06 Temperature Control
Changes in temperature and humidity can cause errors in production equipment, which can affect the repeatability of the production process, ultimately leading to lower product yields and increased waste. Therefore, the strict control of temperature in the clean room is obvious, and this cost is necessary. Under normal circumstances, engineers are required to reduce construction costs during design, and require precise temperature control in a large area. If there are strict requirements for heating, power professional equipment and control systems in the clean room, in each clean room Within the area, there is a local thermostat to control the design temperature. It can drive local reheat or re-cold coils installed on the duct to meet the damp heat requirements of the room.
07 Humidity Control
The relative humidity in each clean room is controlled by a local humidity regulator. When accurate humidity control must be met, it is usually achieved by the adiabatic humidification effect of the fresh air in the air conditioning box. The local variation of the humidity level can be controlled by the ultrasonic humidity regulator, which is located in the static pressure of the duct before the final filtration. Inside the box.
08 Exhaust System
Quality air handling equipment minimizes exhaust emissions and therefore reduces engineering costs and energy waste during implementation. It is important to maintain a balance between the potential demand for increased exhaust air volume and the economic value required to expand production and install these supplies.
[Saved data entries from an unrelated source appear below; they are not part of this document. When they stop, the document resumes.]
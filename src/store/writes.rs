use std::sync::Arc;

use tracing::debug;

use crate::error::{Result, StoreError};
use crate::model::{Serial, Tid, Widget, WidgetId};

use super::version::{VersionStatus, WidgetVersion};
use super::zkey::ZKey;
use super::BoardStore;

/// An old version marked superseded and the successor that replaces it one
/// z higher. Produced by a range shift, consumed after commit for lock
/// release and serial caching.
struct ShiftedPair {
    outgoing: Arc<WidgetVersion>,
    incoming: Arc<WidgetVersion>,
}

impl BoardStore {
    /// Creates a widget at an explicit z. If that z is taken, the occupant
    /// and everything above it move up by one within the same transaction.
    ///
    /// Lock acquisition here is untimed: create never holds an id lock
    /// while waiting behind another writer's range, so it cannot be party
    /// to the id/z cycle the timed operations guard against.
    pub fn create(&self, x: i32, y: i32, z: i32, width: i32, height: i32) -> Result<Widget> {
        validate_dimensions(width, height)?;
        let _section = self.latch.read();
        let tid = self.next_tid();
        let id = self.next_widget_id();

        self.locks.lock_id(id);
        self.locks.lock_z(&[z]);

        let widget = Widget {
            id,
            x,
            y,
            z,
            width,
            height,
        };
        let version = Arc::new(WidgetVersion::new(widget, tid));
        self.chains.insert(id, vec![version.clone()]);
        self.by_z.insert(self.zkeys.fresh(z), version.clone());

        // The probe sees only committed versions, so the row just inserted
        // does not count as its own displaced occupant.
        let occupant = match self.active_at_z(z, Serial::MAX) {
            Ok(found) => found,
            Err(err) => {
                self.locks.release_z(&[z]);
                self.locks.release_id(id);
                return Err(err);
            }
        };

        let mut shifted = Vec::new();
        if occupant.is_some() {
            self.locks.lock_range(z);
            shifted = self.shift_up_from(z, tid, None);
            self.index_shifted(&shifted);
        }

        let serial = self.txlog.commit(tid)?;

        self.locks.release_z(&[z]);
        self.locks.release_id(id);
        if occupant.is_some() {
            self.locks.release_range();
        }
        self.finish_shifted(&shifted, serial);
        version.cache_from_serial(serial);

        debug!(id, z, serial, shifted = shifted.len(), "store.create");
        Ok(widget)
    }

    /// Creates a widget one step above the current top of the stack (z = 0
    /// on an empty board). Holding the minimum z lock plus the minimum
    /// range lock shuts out every other writer while the top is scanned.
    pub fn create_at_top(&self, x: i32, y: i32, width: i32, height: i32) -> Result<Widget> {
        validate_dimensions(width, height)?;
        let _section = self.latch.read();
        let tid = self.next_tid();
        let id = self.next_widget_id();

        self.locks.lock_id(id);
        self.locks.lock_z(&[i32::MIN]);
        self.locks.lock_range(i32::MIN);

        let z = self.max_active_z().map_or(0, |top| top + 1);
        let widget = Widget {
            id,
            x,
            y,
            z,
            width,
            height,
        };
        let version = Arc::new(WidgetVersion::new(widget, tid));
        self.chains.insert(id, vec![version.clone()]);
        self.by_z.insert(self.zkeys.fresh(z), version.clone());

        let serial = self.txlog.commit(tid)?;

        self.locks.release_range();
        self.locks.release_z(&[i32::MIN]);
        self.locks.release_id(id);
        version.cache_from_serial(serial);

        debug!(id, z, serial, "store.create_at_top");
        Ok(widget)
    }

    /// Replaces every field of `id`. Moving onto an occupied z shifts the
    /// occupant and everything above it up by one. A field-identical update
    /// is a pure no-op: no version, no commit.
    pub fn update(
        &self,
        id: WidgetId,
        x: i32,
        y: i32,
        z: i32,
        width: i32,
        height: i32,
    ) -> Result<Widget> {
        validate_dimensions(width, height)?;
        let _section = self.latch.read();
        let tid = self.next_tid();

        self.locks.lock_id(id);
        let old = match self.newest_active(id) {
            Some(version) => version,
            None => {
                self.locks.release_id(id);
                return Err(StoreError::NotFound(id));
            }
        };

        let widget = Widget {
            id,
            x,
            y,
            z,
            width,
            height,
        };
        if widget == old.widget() {
            self.locks.release_id(id);
            return Ok(widget);
        }

        let old_z = old.z();
        let locked_zs = [z, old_z];
        if let Err(err) = self.locks.lock_z_timeout(&locked_zs, self.config.lock_timeout) {
            self.locks.release_id(id);
            return Err(err);
        }

        let mut range_locked = false;
        let mut shifted = Vec::new();
        if z != old_z {
            let occupant = match self.active_at_z(z, Serial::MAX) {
                Ok(found) => found,
                Err(err) => {
                    self.locks.release_z(&locked_zs);
                    self.locks.release_id(id);
                    return Err(err);
                }
            };
            if occupant.is_some() {
                if let Err(err) = self.locks.lock_range_timeout(z, self.config.lock_timeout) {
                    self.locks.release_z(&locked_zs);
                    self.locks.release_id(id);
                    return Err(err);
                }
                range_locked = true;
                shifted = self.shift_up_from(z, tid, Some(id));
                self.index_shifted(&shifted);
            }
        }

        old.supersede(tid);
        let version = Arc::new(WidgetVersion::new(widget, tid));
        if let Some(mut chain) = self.chains.get_mut(&id) {
            chain.push(version.clone());
        }
        self.by_z.insert(self.zkeys.fresh(z), version.clone());

        let serial = self.txlog.commit(tid)?;

        self.locks.release_z(&locked_zs);
        if range_locked {
            self.locks.release_range();
        }
        self.finish_shifted(&shifted, serial);
        version.cache_from_serial(serial);
        old.cache_till_serial(serial);
        self.locks.release_id(id);

        debug!(
            id,
            from_z = old_z,
            to_z = z,
            serial,
            shifted = shifted.len(),
            "store.update"
        );
        Ok(widget)
    }

    /// Moves `id` to the top of the stack, updating the other fields along
    /// the way. A widget already in the foreground keeps its z; if nothing
    /// else changed either, the whole call is a no-op.
    pub fn update_to_top(
        &self,
        id: WidgetId,
        x: i32,
        y: i32,
        width: i32,
        height: i32,
    ) -> Result<Widget> {
        validate_dimensions(width, height)?;
        let _section = self.latch.read();
        let tid = self.next_tid();

        self.locks.lock_id(id);
        let old = match self.newest_active(id) {
            Some(version) => version,
            None => {
                self.locks.release_id(id);
                return Err(StoreError::NotFound(id));
            }
        };

        // Blocks all other writers, like create_at_top, but bounded: this
        // path holds an id lock while it waits, so it must be able to back
        // off.
        if let Err(err) = self
            .locks
            .lock_z_timeout(&[i32::MIN], self.config.lock_timeout)
        {
            self.locks.release_id(id);
            return Err(err);
        }
        if let Err(err) = self
            .locks
            .lock_range_timeout(i32::MIN, self.config.lock_timeout)
        {
            self.locks.release_z(&[i32::MIN]);
            self.locks.release_id(id);
            return Err(err);
        }

        // The chain for `id` is non-empty, so the board cannot be empty.
        let top = self.max_active_z().map_or(0, |top| top + 1);
        let z = if old.z() + 1 == top { old.z() } else { top };
        let widget = Widget {
            id,
            x,
            y,
            z,
            width,
            height,
        };

        if widget != old.widget() {
            old.supersede(tid);
            let version = Arc::new(WidgetVersion::new(widget, tid));
            if let Some(mut chain) = self.chains.get_mut(&id) {
                chain.push(version.clone());
            }
            self.by_z.insert(self.zkeys.fresh(z), version.clone());

            let serial = self.txlog.commit(tid)?;

            version.cache_from_serial(serial);
            old.cache_till_serial(serial);
            debug!(id, z, serial, "store.update_to_top");
        }

        self.locks.release_range();
        self.locks.release_z(&[i32::MIN]);
        self.locks.release_id(id);

        Ok(widget)
    }

    /// Deletes `id`. The version chain stays behind for readers until
    /// vacuum catches up.
    pub fn delete(&self, id: WidgetId) -> Result<()> {
        let _section = self.latch.read();
        let tid = self.next_tid();

        self.locks.lock_id(id);
        let old = match self.newest_active(id) {
            Some(version) => version,
            None => {
                self.locks.release_id(id);
                return Err(StoreError::NotFound(id));
            }
        };

        let old_z = old.z();
        if let Err(err) = self.locks.lock_z_timeout(&[old_z], self.config.lock_timeout) {
            self.locks.release_id(id);
            return Err(err);
        }

        old.supersede(tid);
        let serial = match self.txlog.commit(tid) {
            Ok(serial) => serial,
            Err(err) => {
                self.locks.release_id(id);
                return Err(err);
            }
        };
        self.locks.release_z(&[old_z]);
        old.cache_till_serial(serial);
        self.locks.release_id(id);

        debug!(id, z = old_z, serial, "store.delete");
        Ok(())
    }

    /// Supersedes every active version with z at or above `from_z` and
    /// builds its successor one step higher, taking each widget's id lock
    /// along the way. Successors go into the z-index afterwards, in one
    /// batch, so this scan never observes its own insertions.
    ///
    /// Caller holds the z lock on `from_z` and the range lock above it.
    /// An update moving its own widget down the stack passes that widget's
    /// id as `skip`: the mover's old version is above `from_z` and still
    /// active, but it is replaced by the update itself, and its id lock is
    /// already held by this very transaction.
    fn shift_up_from(&self, from_z: i32, tid: Tid, skip: Option<WidgetId>) -> Vec<ShiftedPair> {
        let mut shifted = Vec::new();
        for entry in self.by_z.range(ZKey::floor(from_z)..) {
            let outgoing = entry.value().clone();
            if skip == Some(outgoing.id()) {
                continue;
            }
            if outgoing.status_now(&self.txlog) != VersionStatus::Active {
                continue;
            }
            self.locks.lock_id(outgoing.id());
            outgoing.supersede(tid);

            let mut moved = outgoing.widget();
            moved.z += 1;
            let incoming = Arc::new(WidgetVersion::new(moved, tid));
            if let Some(mut chain) = self.chains.get_mut(&incoming.id()) {
                chain.push(incoming.clone());
            }
            shifted.push(ShiftedPair { outgoing, incoming });
        }
        shifted
    }

    fn index_shifted(&self, shifted: &[ShiftedPair]) {
        for pair in shifted {
            self.by_z
                .insert(self.zkeys.fresh(pair.incoming.z()), pair.incoming.clone());
        }
    }

    /// Post-commit bookkeeping for a shift: release the id locks taken
    /// while collecting, and memoize the commit serial on both sides of
    /// every pair.
    fn finish_shifted(&self, shifted: &[ShiftedPair], serial: Serial) {
        for pair in shifted {
            self.locks.release_id(pair.incoming.id());
            pair.outgoing.cache_till_serial(serial);
            pair.incoming.cache_from_serial(serial);
        }
    }
}

fn validate_dimensions(width: i32, height: i32) -> Result<()> {
    if width <= 0 || height <= 0 {
        return Err(StoreError::Invalid("width and height must be positive"));
    }
    Ok(())
}
use std::collections::BTreeMap;

use parking_lot::Mutex;

use crate::model::Serial;

/// Ref-counted registry of snapshot serials held by in-flight readers.
///
/// The smallest registered serial is the vacuum barrier: a version whose
/// till-serial is at or below it is invisible to every live reader. Counts
/// matter because concurrent readers routinely share a serial; the last one
/// out frees it.
pub(crate) struct SnapshotRegistry {
    floor: Mutex<BTreeMap<Serial, u32>>,
}

impl SnapshotRegistry {
    pub(crate) fn new() -> Self {
        Self {
            floor: Mutex::new(BTreeMap::new()),
        }
    }

    pub(crate) fn register(&self, serial: Serial) {
        *self.floor.lock().entry(serial).or_insert(0) += 1;
    }

    pub(crate) fn release(&self, serial: Serial) {
        let mut floor = self.floor.lock();
        if let Some(count) = floor.get_mut(&serial) {
            if *count > 1 {
                *count -= 1;
            } else {
                floor.remove(&serial);
            }
        }
    }

    /// Oldest serial any live reader still observes.
    pub(crate) fn min(&self) -> Option<Serial> {
        self.floor.lock().keys().next().copied()
    }

    pub(crate) fn clear(&self) {
        self.floor.lock().clear();
    }
}
use std::sync::atomic::{AtomicI64, Ordering};

use crate::model::{Serial, Tid, Widget, WidgetId};

use super::txlog::TransactionLog;

/// Marks a version that no transaction has superseded yet.
pub(crate) const TID_NONE: Tid = -1;

/// Serial cache value meaning "not resolved yet, consult the log".
const SERIAL_UNSET: Serial = -1;

/// One immutable-after-publish version of a widget.
///
/// The payload never changes. `till_tid` is written exactly once, by the
/// superseding writer while it holds this widget's id lock; the serial
/// fields only memoize transaction-log lookups, so any racer that stores
/// them stores the same value. All three are published with release stores
/// and read with acquire loads so a reader that sees a tid also sees the
/// log state that makes it resolvable.
pub(crate) struct WidgetVersion {
    widget: Widget,
    from_tid: Tid,
    till_tid: AtomicI64,
    from_serial: AtomicI64,
    till_serial: AtomicI64,
}

/// Visibility of a version under a snapshot serial.
#[derive(Debug, Clone, Copy, PartialEq, Eq)]
pub(crate) enum VersionStatus {
    /// Committed at or before the snapshot and not yet superseded by it.
    Active,
    /// Superseded or deleted at or before the snapshot.
    Expired,
    /// Created by a transaction the snapshot cannot see.
    Uncommitted,
}

impl WidgetVersion {
    pub(crate) fn new(widget: Widget, from_tid: Tid) -> Self {
        Self {
            widget,
            from_tid,
            till_tid: AtomicI64::new(TID_NONE),
            from_serial: AtomicI64::new(SERIAL_UNSET),
            till_serial: AtomicI64::new(SERIAL_UNSET),
        }
    }

    pub(crate) fn widget(&self) -> Widget {
        self.widget
    }

    pub(crate) fn id(&self) -> WidgetId {
        self.widget.id
    }

    pub(crate) fn z(&self) -> i32 {
        self.widget.z
    }

    /// Records `tid` as the transaction that ends this version's lifetime.
    /// Invisible to readers until that transaction commits.
    pub(crate) fn supersede(&self, tid: Tid) {
        self.till_tid.store(tid, Ordering::Release);
    }

    pub(crate) fn cache_from_serial(&self, serial: Serial) {
        self.from_serial.store(serial, Ordering::Release);
    }

    pub(crate) fn cache_till_serial(&self, serial: Serial) {
        self.till_serial.store(serial, Ordering::Release);
    }

    /// Commit serial of the creating transaction, if it has committed.
    /// Resolution through the log is memoized.
    pub(crate) fn from_serial(&self, log: &TransactionLog) -> Option<Serial> {
        let cached = self.from_serial.load(Ordering::Acquire);
        if cached != SERIAL_UNSET {
            return Some(cached);
        }
        let resolved = log.serial_for(self.from_tid)?;
        self.from_serial.store(resolved, Ordering::Release);
        Some(resolved)
    }

    /// Commit serial of the superseding transaction: `None` while the
    /// version is current or its supersessor has not committed.
    pub(crate) fn till_serial(&self, log: &TransactionLog) -> Option<Serial> {
        let cached = self.till_serial.load(Ordering::Acquire);
        if cached != SERIAL_UNSET {
            return Some(cached);
        }
        let till_tid = self.till_tid.load(Ordering::Acquire);
        if till_tid == TID_NONE {
            return None;
        }
        let resolved = log.serial_for(till_tid)?;
        self.till_serial.store(resolved, Ordering::Release);
        Some(resolved)
    }

    pub(crate) fn status_at(&self, snapshot: Serial, log: &TransactionLog) -> VersionStatus {
        if let Some(till) = self.till_serial(log) {
            if till <= snapshot {
                return VersionStatus::Expired;
            }
        }
        match self.from_serial(log) {
            Some(from) if from <= snapshot => VersionStatus::Active,
            _ => VersionStatus::Uncommitted,
        }
    }

    /// Status against the newest possible snapshot; what writers use to ask
    /// "is this version current right now".
    pub(crate) fn status_now(&self, log: &TransactionLog) -> VersionStatus {
        self.status_at(Serial::MAX, log)
    }
}

#[cfg(test)]
mod tests {
    use super::*;

    fn widget(id: WidgetId, z: i32) -> Widget {
        Widget {
            id,
            x: 0,
            y: 0,
            z,
            width: 1,
            height: 1,
        }
    }

    #[test]
    fn uncommitted_until_the_log_knows_the_tid() {
        let log = TransactionLog::with_capacity(4);
        let version = WidgetVersion::new(widget(1, 0), 7);
        assert_eq!(version.status_at(100, &log), VersionStatus::Uncommitted);

        let serial = log.commit(7).unwrap();
        assert_eq!(version.status_at(serial, &log), VersionStatus::Active);
        assert_eq!(version.status_at(serial - 1, &log), VersionStatus::Uncommitted);
    }

    #[test]
    fn supersession_is_invisible_until_commit() {
        let log = TransactionLog::with_capacity(4);
        let version = WidgetVersion::new(widget(1, 0), 1);
        let created = log.commit(1).unwrap();

        version.supersede(2);
        assert_eq!(version.status_now(&log), VersionStatus::Active);

        let deleted = log.commit(2).unwrap();
        assert_eq!(version.status_at(created, &log), VersionStatus::Active);
        assert_eq!(version.status_at(deleted, &log), VersionStatus::Expired);
        assert_eq!(version.status_now(&log), VersionStatus::Expired);
    }

    #[test]
    fn cached_serials_bypass_the_log() {
        let log = TransactionLog::with_capacity(4);
        let version = WidgetVersion::new(widget(1, 0), 1);
        let serial = log.commit(1).unwrap();
        assert_eq!(version.from_serial(&log), Some(serial));

        // Resolution memoized: a cleared log no longer matters.
        log.clear();
        assert_eq!(version.from_serial(&log), Some(serial));
    }
}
09 Static charge on the surface of air and objects
“Static” is caused by the contact of two separate surfaces. The charges generated by different surfaces, if not transmitted to the ground at a fast enough rate, will accumulate and spread over the surface of the material – this is “static”. Residual static charge in many areas of the industry poses a hazard and causes problems. It can cause the burning of flammable gases and electric shock. It can bond thin films and light fibers, absorb dust and debris from the air, damage semiconductor devices and interfere with the operation of microelectronic devices. The most basic way to avoid the effects of electrostatic discharge on microelectronic systems is to place the device in a good place for electrostatic and magnetic shielding, properly reducing all input and output connections.
10 Forms and Functions
The strict cleaning requirements of cleanrooms are related to its inherently high production costs. However, if you plan ahead, you can greatly reduce your costs:
Precisionally define clean room levels to meet process requirements.
Precisely define clean room air temperature and humidity to meet process requirements.
The amount of exhaust air outside the clean room should meet the minimum requirements of the process, and the exhaust management procedure should be performed from the beginning.
Reducing the pressure drop across the duct and piping by determining the maximum and minimum wind speeds of the equipment and implementing these guidelines throughout the construction process.